The Washington PostDemocracy Dies in Darkness

New York Times publisher orders steps to prevent running another anti-Semitic cartoon.

File photo shows the New York Times building in New York. (Mark Lennihan/AP)

The fallout from the New York Times’s publication of an anti-Semitic cartoon continued on Wednesday, with the news organization’s publisher issuing steps designed to prevent a repeat of the incident.

Publisher A.G. Sulzberger said in a staff memo that the Times will stop publishing cartoons produced by nonstaff members and will take unspecified “disciplinary steps” against the editor who selected the cartoon that enraged many readers.

The Times’s global edition, which circulates outside the United States, published the cartoon on Thursday. It depicted Israeli Prime Minister Benjamin Netanyahu as a guide dog with a Star of David dangling from his collar as he leads an apparently blind President Trump, wearing a yarmulke, around by a leash.

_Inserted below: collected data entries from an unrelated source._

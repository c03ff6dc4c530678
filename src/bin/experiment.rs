//! Binary entry point: four positional arguments, no flags.
use clap::Parser;

use ch_engine::experiment;
use ch_engine::util::cli::Cli;

fn main() -> anyhow::Result<()> {
    env_logger::init();
    let cli = Cli::parse();
    experiment::run(&cli.graph_file, &cli.destinations_file, &cli.output_file, cli.run_number)
}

The image brought widespread condemnation, including from President Trump, for echoing Nazi and white supremacist propaganda about Jews.

The Times tweeted an explanatory editor’s note about it on Saturday, and then a full apology on Sunday.

Sulzberger, whose family has owned the Times for generations, called the image “offensive and inconsistent with our values” in his staff memo Wednesday.

The Times said an unnamed editor in Hong Kong made the decision to publish the cartoon, which was created by a Portuguese artist, António Moreira Antunes, and first published by Expresso, a newspaper in Lisbon. It was distributed by syndication service called CartoonArts International.

Antunes has said he intended his cartoon to be critical of U.S. and Israeli policy, and was not intended as an attack on Jews or Judaism.

Sulzberger outlined steps to address the incident, including changing the editing process “to ensure adequate oversight” of the international opinion page; banning all syndicated cartoons from the Times; canceling its contract with the syndication service; disciplining the editor involved; and updating employee “unconscious bias” training to focus on anti-Semitism.

“Though I’ve been assured there was no malice involved in this mistake, we fell far short of our standards and values in this case,” he wrote, adding, “We have tried to approach this mistake transparently and to use it as an opportunity to improve.”

He quoted a line from a Times’s editorial that criticized the publication of the cartoon and decried the rise in anti-Semitism: “Apologies are important, but the deeper obligation of The Times is to focus on leading through unblinking journalism and the clear editorial expression of its values.”